__ACTION ITEM__. Take every line from the records below that includes the word "RwLock".

··· DATASET EXCERPTS

//! Task cancellation through the full dispatch path: the stored cancel
//! token reaches the running handler, the task ends `cancelled`, and a
//! late handler outcome is discarded.

use std::sync::atomic::{AtomicUsize, Ordering};
use std::sync::Arc;

use async_trait::async_trait;
use serde_json::{json, Value};

use mcp_runtime::server::hooks::Hooks;
use mcp_runtime::server::session::Session;
use mcp_runtime::server::{RequestContext, Server, ToolHandler};
use mcp_runtime::types::{
    methods, CallToolParams, CallToolResult, JSONRPCRequest, RequestId, TaskSupport, Tool,
};
use mcp_runtime::Result;

struct StallingTool {
    started: Arc<tokio::sync::Notify>,
    observed_cancel: Arc<AtomicUsize>,
}

#[async_trait]
impl ToolHandler for StallingTool {
    async fn handle(&self, ctx: RequestContext, _params: CallToolParams) -> Result<CallToolResult> {
        self.started.notify_one();
        ctx.cancellation().cancelled().await;
        self.observed_cancel.fetch_add(1, Ordering::SeqCst);
        // This return value must be discarded; the task is already
        // cancelled by the time it lands.
        Ok(CallToolResult::text("too late"))
    }
}

fn request(id: i64, method: &str, params: Value) -> JSONRPCRequest {
    JSONRPCRequest::new(RequestId::from(id), method, params)
}

#[tokio::test]
async fn cancel_reaches_the_handler_and_sticks() {
    let started = Arc::new(tokio::sync::Notify::new());
    let observed_cancel = Arc::new(AtomicUsize::new(0));
    let cancelled_hooks = Arc::new(AtomicUsize::new(0));

    let mut hooks = Hooks::new();
    {
        let cancelled_hooks = cancelled_hooks.clone();
        hooks.add_on_task_cancelled(move |_| {
            cancelled_hooks.fetch_add(1, Ordering::SeqCst);
        });
    }

    let server = Server::builder()
        .name("cancel-test")
        .hooks(hooks)
        .tool(
            Tool::new("stall", "Waits forever", json!({})).with_task_support(TaskSupport::Optional),
            Arc::new(StallingTool {
                started: started.clone(),
                observed_cancel: observed_cancel.clone(),
            }),
        )
        .build();

    let session = server.new_session("s-cancel");
    session.mark_initialized();
    server.register_session(session.clone()).unwrap();
    let ctx = RequestContext::new().with_session(session as Arc<dyn Session>);

    let response = server
        .handle_request(
            request(
                1,
                methods::TOOLS_CALL,
                json!({"name": "stall", "arguments": {}, "task": {"ttl": 60000}}),
            ),
            ctx.clone(),
        )
        .await;
    let task_id = response.result().unwrap()["task"]["taskId"]
        .as_str()
        .unwrap()
        .to_string();

    started.notified().await;

    let response = server
        .handle_request(
            request(2, methods::TASKS_CANCEL, json!({"taskId": task_id})),
            ctx.clone(),
        )
        .await;
    assert_eq!(response.result().unwrap()["status"], "cancelled");
    assert_eq!(cancelled_hooks.load(Ordering::SeqCst), 1);

    // The handler observes the cancellation at its suspension point.
    for _ in 0..100 {
        if observed_cancel.load(Ordering::SeqCst) == 1 {
            break;
        }
        tokio::time::sleep(std::time::Duration::from_millis(5)).await;
    }
    assert_eq!(observed_cancel.load(Ordering::SeqCst), 1);

    // The late "too late" result never resurrects the task.
    tokio::time::sleep(std::time::Duration::from_millis(20)).await;
    let response = server
        .handle_request(
            request(3, methods::TASKS_GET, json!({"taskId": task_id})),
            ctx.clone(),
        )
        .await;
    assert_eq!(response.result().unwrap()["status"], "cancelled");

    let response = server
        .handle_request(
            request(4, methods::TASKS_RESULT, json!({"taskId": task_id})),
            ctx.clone(),
        )
        .await;
    assert!(response.error_details().is_some());

    // Cancelling a terminal task is a no-op success, and the hook does
    // not fire again.
    let response = server
        .handle_request(
            request(5, methods::TASKS_CANCEL, json!({"taskId": task_id})),
            ctx,
        )
        .await;
    assert_eq!(response.result().unwrap()["status"], "cancelled");
    assert_eq!(cancelled_hooks.load(Ordering::SeqCst), 1);
}

#[tokio::test]
async fn cancel_unknown_task_is_invalid_params() -> anyhow::Result<()> {
    let server = Server::builder().name("cancel-test").build();
    let session = server.new_session("s");
    session.mark_initialized();
    server.register_session(session.clone())?;
    let ctx = RequestContext::new().with_session(session as Arc<dyn Session>);

    let response = server
        .handle_request(
            request(1, methods::TASKS_CANCEL, json!({"taskId": "ghost"})),
            ctx,
        )
        .await;
    let error = response
        .error_details()
        .ok_or_else(|| anyhow::anyhow!("expected an error reply"))?;
    assert_eq!(error.code, -32602);
    assert!(error.message.contains("task not found"));
    Ok(())
}

#[tokio::test]
async fn max_concurrent_tasks_surfaces_as_internal_error() {
    let started = Arc::new(tokio::sync::Notify::new());
    let server = Server::builder()
        .name("cancel-test")
        .max_concurrent_tasks(1)
        .tool(
            Tool::new("stall", "Waits forever", json!({})).with_task_support(TaskSupport::Required),
            Arc::new(StallingTool {
                started: started.clone(),
                observed_cancel: Arc::new(AtomicUsize::new(0)),
            }),
        )
        .build();

    let session = server.new_session("s");
    session.mark_initialized();
    server.register_session(session.clone()).unwrap();
    let ctx = RequestContext::new().with_session(session as Arc<dyn Session>);

    let response = server
        .handle_request(
            request(1, methods::TOOLS_CALL, json!({"name": "stall", "task": {}})),
            ctx.clone(),
        )
        .await;
    assert!(response.result().is_some());

    let response = server
        .handle_request(
            request(2, methods::TOOLS_CALL, json!({"name": "stall", "task": {}})),
            ctx,
        )
        .await;
    let error = response.error_details().unwrap();
    assert_eq!(error.code, -32603);
    assert_eq!(error.message, "max concurrent tasks limit reached (1)");
}
//! Bidirectional runtime for the Model Context Protocol (MCP).
//!
//! A client (typically an LLM host) and a server (a tool/resource
//! provider) exchange JSON-RPC 2.0 requests, responses, and
//! notifications to list and invoke tools, read resources, render
//! prompts, stream log events, solicit user input, request filesystem
//! roots, and manage long-running asynchronous tasks.
//!
//! The crate centers on the server runtime:
//!
//! - [`server::Server`] -- registries, session table, dispatch, hooks
//! - [`server::session`] -- per-connection state and capability mix-ins
//! - [`server::http::StreamableHttpServer`] -- the single-endpoint
//!   streaming HTTP transport (JSON replies, SSE upgrades, DELETE
//!   termination)
//! - [`server::tasks::TaskManager`] -- asynchronous task-augmented tool
//!   calls with cancellation, concurrency limits, and TTL retirement
//!
//! # Example
//!
//! ```rust,no_run
//! use std::sync::Arc;
//! use mcp_runtime::server::http::{StreamableHttpConfig, StreamableHttpServer};
//! use mcp_runtime::server::{RequestContext, Server, ToolHandler};
//! use mcp_runtime::types::{CallToolParams, CallToolResult, Tool};
//! use mcp_runtime::Result;
//!
//! struct Greet;
//!
//! #[async_trait::async_trait]
//! impl ToolHandler for Greet {
//!     async fn handle(
//!         &self,
//!         _ctx: RequestContext,
//!         params: CallToolParams,
//!     ) -> Result<CallToolResult> {
//!         let name = params.arguments["name"].as_str().unwrap_or("world");
//!         Ok(CallToolResult::text(format!("hello, {name}")))
//!     }
//! }
//!
//! #[tokio::main]
//! async fn main() -> Result<()> {
//!     let server = Server::builder()
//!         .name("greeter")
//!         .version("1.0.0")
//!         .tool(
//!             Tool::new("greet", "Say hello", serde_json::json!({"type": "object"})),
//!             Arc::new(Greet),
//!         )
//!         .build();
//!
//!     let http = StreamableHttpServer::with_config(
//!         "127.0.0.1:8080".parse().unwrap(),
//!         server,
//!         StreamableHttpConfig::stateful(),
//!     );
//!     let addr = http.start().await?;
//!     println!("listening on {addr}");
//!     futures_util::future::pending::<()>().await;
//!     Ok(())
//! }
//! ```

#![warn(missing_docs)]
#![warn(missing_debug_implementations)]

pub mod error;
pub mod server;
pub mod types;
pub mod uri_template;

pub use error::{Error, Result};
pub use server::http::{StreamableHttpConfig, StreamableHttpServer};
pub use server::{RequestContext, Server, ServerBuilder};
pub use types::{
    CallToolParams, CallToolResult, ClientCapabilities, Content, Implementation, JSONRPCError,
    JSONRPCNotification, JSONRPCRequest, JSONRPCResponse, RequestId, ServerCapabilities, Task,
    TaskStatus, Tool,
};

/// Protocol versions this build speaks, oldest first.
pub const SUPPORTED_PROTOCOL_VERSIONS: &[&str] =
    &["2024-11-05", "2025-03-26", "2025-06-18", "2025-11-25"];

/// The newest protocol version this build speaks.
pub const LATEST_PROTOCOL_VERSION: &str = "2025-11-25";

/// The version assumed when a client omits `protocolVersion`, for
/// compatibility with pre-negotiation clients.
pub const DEFAULT_NEGOTIATED_VERSION: &str = "2025-03-26";

#[cfg(test)]
mod tests {
    use super::*;

    #[test]
    fn latest_is_the_last_supported_version() {
        assert_eq!(
            SUPPORTED_PROTOCOL_VERSIONS.last().copied(),
            Some(LATEST_PROTOCOL_VERSION)
        );
    }

    #[test]
    fn default_version_is_supported() {
        assert!(SUPPORTED_PROTOCOL_VERSIONS.contains(&DEFAULT_NEGOTIATED_VERSION));
    }
}
#[cfg(test)]
mod tests {
    use super::*;

    fn manager() -> Arc<TaskManager> {
        Arc::new(TaskManager::new(
            TaskConfig::default(),
            Arc::new(Hooks::new()),
            false,
        ))
    }

    fn manager_with(config: TaskConfig, hooks: Hooks) -> Arc<TaskManager> {
        Arc::new(TaskManager::new(config, Arc::new(hooks), false))
    }

    #[tokio::test]
    async fn create_then_complete() {
        let manager = manager();
        let task = manager
            .create_task("slow", &TaskRequestParams::default())
            .unwrap();
        assert_eq!(task.status, TaskStatus::Submitted);
        assert_eq!(manager.active_count(), 1);

        manager
            .update_status(&task.task_id, TaskStatus::Working, None)
            .unwrap();
        manager.complete_task(&task.task_id, Ok(CallToolResult::text("done")));

        let finished = manager.get(&task.task_id).unwrap();
        assert_eq!(finished.status, TaskStatus::Completed);
        assert_eq!(manager.active_count(), 0);

        let result = manager.result(&task.task_id).unwrap();
        assert_eq!(result.content.len(), 1);
    }

    #[tokio::test]
    async fn result_before_terminal_state_is_rejected() {
        let manager = manager();
        let task = manager
            .create_task("slow", &TaskRequestParams::default())
            .unwrap();
        manager
            .update_status(&task.task_id, TaskStatus::Working, None)
            .unwrap();

        let err = manager.result(&task.task_id).unwrap_err();
        assert!(matches!(
            err,
            Error::TaskNotReady {
                status: TaskStatus::Working,
                ..
            }
        ));
        assert!(err.to_string().contains("working"));
    }

    #[tokio::test]
    async fn concurrency_limit_applies() {
        let manager = manager_with(
            TaskConfig {
                max_concurrent: 2,
                ..Default::default()
            },
            Hooks::new(),
        );
        let params = TaskRequestParams::default();
        let a = manager.create_task("t", &params).unwrap();
        let _b = manager.create_task("t", &params).unwrap();

        let err = manager.create_task("t", &params).unwrap_err();
        assert_eq!(err.to_string(), "max concurrent tasks limit reached (2)");

        // Completing one frees a slot.
        manager.complete_task(&a.task_id, Ok(CallToolResult::text("ok")));
        assert!(manager.create_task("t", &params).is_ok());
    }

    #[tokio::test]
    async fn cancel_invokes_token_and_is_idempotent() {
        let manager = manager();
        let task = manager
            .create_task("slow", &TaskRequestParams::default())
            .unwrap();
        let token = manager.cancellation_token(&task.task_id).unwrap();
        assert!(!token.is_cancelled());

        let cancelled = manager.cancel_task(&task.task_id).unwrap();
        assert_eq!(cancelled.status, TaskStatus::Cancelled);
        assert!(token.is_cancelled());
        assert_eq!(manager.active_count(), 0);

        // Second cancel is a no-op success.
        let again = manager.cancel_task(&task.task_id).unwrap();
        assert_eq!(again.status, TaskStatus::Cancelled);
        assert_eq!(manager.active_count(), 0);
    }

    #[tokio::test]
    async fn cancel_unknown_task_fails() {
        let manager = manager();
        let err = manager.cancel_task("missing").unwrap_err();
        assert!(matches!(err, Error::TaskNotFound(_)));
    }

    #[tokio::test]
    async fn late_outcome_after_cancel_is_discarded() {
        let manager = manager();
        let task = manager
            .create_task("slow", &TaskRequestParams::default())
            .unwrap();
        manager.cancel_task(&task.task_id).unwrap();

        manager.complete_task(&task.task_id, Ok(CallToolResult::text("late")));
        let snapshot = manager.get(&task.task_id).unwrap();
        assert_eq!(snapshot.status, TaskStatus::Cancelled);
        assert!(manager.result(&task.task_id).is_err());
    }

    #[tokio::test]
    async fn failed_outcome_records_message() {
        let manager = manager();
        let task = manager
            .create_task("slow", &TaskRequestParams::default())
            .unwrap();
        manager.complete_task(&task.task_id, Err(Error::internal("disk on fire")));

        let snapshot = manager.get(&task.task_id).unwrap();
        assert_eq!(snapshot.status, TaskStatus::Failed);
        assert_eq!(snapshot.status_message.as_deref(), Some("disk on fire"));

        let err = manager.result(&task.task_id).unwrap_err();
        assert!(err.to_string().contains("disk on fire"));
    }

    #[tokio::test]
    async fn lifecycle_hooks_fire_in_order() {
        use parking_lot::Mutex;
        let events = Arc::new(Mutex::new(Vec::new()));
        let mut hooks = Hooks::new();
        {
            let events = events.clone();
            hooks.add_on_task_created(move |task| {
                events.lock().push(format!("created:{}", task.status));
            });
        }
        {
            let events = events.clone();
            hooks.add_on_task_status_changed(move |task| {
                events.lock().push(format!("status:{}", task.status));
            });
        }
        {
            let events = events.clone();
            hooks.add_on_task_completed(move |task| {
                events.lock().push(format!("completed:{}", task.status));
            });
        }

        let manager = manager_with(TaskConfig::default(), hooks);
        let task = manager
            .create_task("t", &TaskRequestParams::default())
            .unwrap();
        manager
            .update_status(&task.task_id, TaskStatus::Working, None)
            .unwrap();
        manager.complete_task(&task.task_id, Ok(CallToolResult::text("ok")));

        assert_eq!(
            *events.lock(),
            vec![
                "created:submitted",
                "status:working",
                "status:completed",
                "completed:completed"
            ]
        );
    }

    #[tokio::test]
    async fn completed_at_is_set_exactly_once() {
        let manager = manager();
        let task = manager
            .create_task("slow", &TaskRequestParams::default())
            .unwrap();
        assert!(task.completed_at.is_none());

        let working = manager
            .update_status(&task.task_id, TaskStatus::Working, None)
            .unwrap();
        assert!(
            working.completed_at.is_none(),
            "non-terminal transitions must not set completedAt"
        );

        manager.complete_task(&task.task_id, Ok(CallToolResult::text("done")));
        let finished = manager.get(&task.task_id).unwrap();
        let stamped = finished.completed_at.expect("terminal entry sets completedAt");

        // Idempotent re-completion and late cancellation leave it alone.
        manager.complete_task(&task.task_id, Ok(CallToolResult::text("again")));
        manager.cancel_task(&task.task_id).unwrap();
        let after = manager.get(&task.task_id).unwrap();
        assert_eq!(after.completed_at.as_deref(), Some(stamped.as_str()));
        assert_eq!(after.last_updated_at, finished.last_updated_at);
    }

    #[tokio::test]
    async fn cancel_sets_completed_at_once() {
        let manager = manager();
        let task = manager
            .create_task("slow", &TaskRequestParams::default())
            .unwrap();

        let cancelled = manager.cancel_task(&task.task_id).unwrap();
        let stamped = cancelled.completed_at.expect("cancel stamps completedAt");

        // A second cancel is a no-op and a late outcome is discarded.
        manager.cancel_task(&task.task_id).unwrap();
        manager.complete_task(&task.task_id, Ok(CallToolResult::text("late")));
        let after = manager.get(&task.task_id).unwrap();
        assert_eq!(after.completed_at.as_deref(), Some(stamped.as_str()));
    }

    #[tokio::test]
    async fn ttl_retires_terminal_tasks() {
        let manager = manager();
        let task = manager
            .create_task(
                "t",
                &TaskRequestParams {
                    ttl: Some(20),
                    poll_interval: None,
                },
            )
            .unwrap();
        manager.complete_task(&task.task_id, Ok(CallToolResult::text("ok")));
        assert!(manager.get(&task.task_id).is_ok());

        tokio::time::sleep(std::time::Duration::from_millis(80)).await;
        assert!(matches!(
            manager.get(&task.task_id),
            Err(Error::TaskNotFound(_))
        ));
    }

    #[tokio::test]
    async fn list_pages_in_creation_order() {
        let manager = manager();
        let params = TaskRequestParams::default();
        let ids: Vec<String> = (0..3)
            .map(|_| manager.create_task("t", &params).unwrap().task_id)
            .collect();

        let (page, next) = manager.list(None, Some(2)).unwrap();
        assert_eq!(page.len(), 2);
        assert_eq!(page[0].task_id, ids[0]);
        assert_eq!(page[1].task_id, ids[1]);

        let (rest, end) = manager.list(next.as_deref(), Some(2)).unwrap();
        assert_eq!(rest.len(), 1);
        assert_eq!(rest[0].task_id, ids[2]);
        assert!(end.is_none());
    }
}
impl ServerSession {
    /// Create a session with the default event buffer.
    pub fn new(id: impl Into<String>) -> Self {
        Self::with_buffer(id, DEFAULT_EVENT_BUFFER)
    }

    /// Create a session with an explicit event-channel capacity.
    pub fn with_buffer(id: impl Into<String>, capacity: usize) -> Self {
        let (tx, rx) = mpsc::channel(capacity.max(1));
        Self {
            id: id.into(),
            initialized: AtomicBool::new(false),
            log_level: RwLock::new(LoggingLevel::Info),
            logger_levels: RwLock::new(HashMap::new()),
            client_info: RwLock::new(None),
            client_capabilities: RwLock::new(None),
            protocol_version: RwLock::new(None),
            tool_overlay: RwLock::new(IndexMap::new()),
            resource_overlay: RwLock::new(IndexMap::new()),
            template_overlay: RwLock::new(IndexMap::new()),
            prompt_overlay: RwLock::new(IndexMap::new()),
            events: tx,
            receiver: Mutex::new(Some(rx)),
            pending: PendingRequests::new(),
        }
    }

    /// Take the receiving half of the event channel. The transport's
    /// writer owns it; a second take returns `None`.
    pub fn take_receiver(&self) -> Option<mpsc::Receiver<SessionEvent>> {
        self.receiver.lock().take()
    }

    /// Non-blocking push of a notification onto the event channel.
    pub fn try_notify(&self, notification: JSONRPCNotification) -> Result<()> {
        match self.events.try_send(SessionEvent::Notification(notification)) {
            Ok(()) => Ok(()),
            Err(mpsc::error::TrySendError::Full(_)) => {
                Err(Error::NotificationChannelFull(self.id.clone()))
            },
            Err(mpsc::error::TrySendError::Closed(_)) => Err(Error::TransportClosed),
        }
    }

    /// Abort pending server-initiated requests, failing their waiters.
    pub fn abort_pending(&self) {
        self.pending.abort_all();
    }

    fn require_client_capability(&self, capability: SessionCapability) -> Result<()> {
        let capabilities = self.client_capabilities.read();
        let declared = match capability {
            SessionCapability::Roots => {
                capabilities.as_ref().is_some_and(ClientCapabilities::supports_roots)
            },
            SessionCapability::Sampling => capabilities
                .as_ref()
                .is_some_and(ClientCapabilities::supports_sampling),
            SessionCapability::Elicitation => capabilities
                .as_ref()
                .is_some_and(ClientCapabilities::supports_elicitation),
            _ => true,
        };
        if declared {
            Ok(())
        } else {
            Err(Error::SessionMissingCapability {
                session_id: self.id.clone(),
                capability,
            })
        }
    }

    async fn round_trip(&self, method: &str, params: Value) -> Result<JSONRPCResponse> {
        let (id, rx) = self.pending.register();
        let request = JSONRPCRequest::new(id, method, params);
        self.events
            .try_send(SessionEvent::Request(request))
            .map_err(|e| match e {
                mpsc::error::TrySendError::Full(_) => {
                    Error::NotificationChannelFull(self.id.clone())
                },
                mpsc::error::TrySendError::Closed(_) => Error::TransportClosed,
            })?;
        rx.await.map_err(|_| Error::TransportClosed)
    }

    fn expect_result<T: serde::de::DeserializeOwned>(response: JSONRPCResponse) -> Result<T> {
        match response.payload {
            crate::types::jsonrpc::ResponsePayload::Result(value) => {
                serde_json::from_value(value).map_err(Error::from)
            },
            crate::types::jsonrpc::ResponsePayload::Error(e) => {
                Err(Error::internal(format!("client replied with error: {e}")))
            },
        }
    }
}

impl Session for ServerSession {
    fn id(&self) -> &str {
        &self.id
    }

    fn is_initialized(&self) -> bool {
        self.initialized.load(Ordering::Acquire)
    }

    fn mark_initialized(&self) {
        self.initialized.store(true, Ordering::Release);
    }

    fn event_sender(&self) -> Option<mpsc::Sender<SessionEvent>> {
        Some(self.events.clone())
    }

    fn complete_pending(&self, response: JSONRPCResponse) -> bool {
        self.pending.complete(response)
    }

    fn as_tools(&self) -> Option<&dyn SessionWithTools> {
        Some(self)
    }

    fn as_resources(&self) -> Option<&dyn SessionWithResources> {
        Some(self)
    }

    fn as_prompts(&self) -> Option<&dyn SessionWithPrompts> {
        Some(self)
    }

    fn as_logging(&self) -> Option<&dyn SessionWithLogging> {
        Some(self)
    }

    fn as_roots(&self) -> Option<&dyn SessionWithRoots> {
        Some(self)
    }

    fn as_sampling(&self) -> Option<&dyn SessionWithSampling> {
        Some(self)
    }

    fn as_elicitation(&self) -> Option<&dyn SessionWithElicitation> {
        Some(self)
    }

    fn as_client_info(&self) -> Option<&dyn SessionWithClientInfo> {
        Some(self)
    }
}

impl SessionWithTools for ServerSession {
    fn add_session_tools(&self, entries: Vec<ToolEntry>) {
        let mut overlay = self.tool_overlay.write();
        for entry in entries {
            overlay.insert(entry.tool.name.clone(), entry);
        }
    }

    fn delete_session_tools(&self, names: &[String]) {
        let mut overlay = self.tool_overlay.write();
        for name in names {
            overlay.shift_remove(name);
        }
    }

    fn session_tools(&self) -> IndexMap<String, ToolEntry> {
        self.tool_overlay.read().clone()
    }
}

impl SessionWithResources for ServerSession {
    fn add_session_resources(&self, entries: Vec<ResourceEntry>) {
        let mut overlay = self.resource_overlay.write();
        for entry in entries {
            overlay.insert(entry.resource.uri.clone(), entry);
        }
    }

    fn delete_session_resources(&self, uris: &[String]) {
        let mut overlay = self.resource_overlay.write();
        for uri in uris {
            overlay.shift_remove(uri);
        }
    }

    fn session_resources(&self) -> IndexMap<String, ResourceEntry> {
        self.resource_overlay.read().clone()
    }

    fn add_session_templates(&self, entries: Vec<TemplateEntry>) {
        let mut overlay = self.template_overlay.write();
        for entry in entries {
            overlay.insert(entry.template.uri_template.clone(), entry);
        }
    }

    fn session_templates(&self) -> IndexMap<String, TemplateEntry> {
        self.template_overlay.read().clone()
    }
}

impl SessionWithPrompts for ServerSession {
    fn add_session_prompts(&self, entries: Vec<PromptEntry>) {
        let mut overlay = self.prompt_overlay.write();
        for entry in entries {
            overlay.insert(entry.prompt.name.clone(), entry);
        }
    }

    fn delete_session_prompts(&self, names: &[String]) {
        let mut overlay = self.prompt_overlay.write();
        for name in names {
            overlay.shift_remove(name);
        }
    }

    fn session_prompts(&self) -> IndexMap<String, PromptEntry> {
        self.prompt_overlay.read().clone()
    }
}

impl SessionWithLogging for ServerSession {
    fn log_level(&self) -> LoggingLevel {
        *self.log_level.read()
    }

    fn set_log_level(&self, level: LoggingLevel) {
        *self.log_level.write() = level;
    }

    fn logger_level(&self, logger: &str) -> Option<LoggingLevel> {
        self.logger_levels.read().get(logger).copied()
    }

    fn set_logger_level(&self, logger: String, level: LoggingLevel) {
        self.logger_levels.write().insert(logger, level);
    }
}

#[async_trait]
impl SessionWithRoots for ServerSession {
    async fn list_roots(&self) -> Result<ListRootsResult> {
        self.require_client_capability(SessionCapability::Roots)?;
        let response = self.round_trip(methods::ROOTS_LIST, Value::Null).await?;
        Self::expect_result(response)
    }
}

#[async_trait]
impl SessionWithSampling for ServerSession {
    async fn create_message(&self, params: CreateMessageParams) -> Result<CreateMessageResult> {
        self.require_client_capability(SessionCapability::Sampling)?;
        let response = self
            .round_trip(
                methods::SAMPLING_CREATE_MESSAGE,
                serde_json::to_value(params)?,
            )
            .await?;
        Self::expect_result(response)
    }
}

#[async_trait]
impl SessionWithElicitation for ServerSession {
    async fn elicit(&self, params: ElicitParams) -> Result<ElicitResult> {
        self.require_client_capability(SessionCapability::Elicitation)?;
        let response = self
            .round_trip(methods::ELICITATION_CREATE, serde_json::to_value(params)?)
            .await?;
        Self::expect_result(response)
    }
}

impl SessionWithClientInfo for ServerSession {
    fn client_info(&self) -> Option<Implementation> {
        self.client_info.read().clone()
    }

    fn client_capabilities(&self) -> Option<ClientCapabilities> {
        self.client_capabilities.read().clone()
    }

    fn set_client_info(
        &self,
        info: Option<Implementation>,
        capabilities: Option<ClientCapabilities>,
    ) {
        *self.client_info.write() = info;
        *self.client_capabilities.write() = capabilities;
    }

    fn protocol_version(&self) -> Option<String> {
        self.protocol_version.read().clone()
    }

    fn set_protocol_version(&self, version: String) {
        *self.protocol_version.write() = Some(version);
    }
}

······

__RESULT__.
            log_level: RwLock::new(LoggingLevel::Info),
            logger_levels: RwLock::new(HashMap::new()),
            client_info: RwLock::new(None),
            client_capabilities: RwLock::new(None),
            protocol_version: RwLock::new(None),
            tool_overlay: RwLock::new(IndexMap::new()),
            resource_overlay: RwLock::new(IndexMap::new()),
            template_overlay: RwLock::new(IndexMap::new()),
            prompt_overlay: RwLock::new(IndexMap::new()),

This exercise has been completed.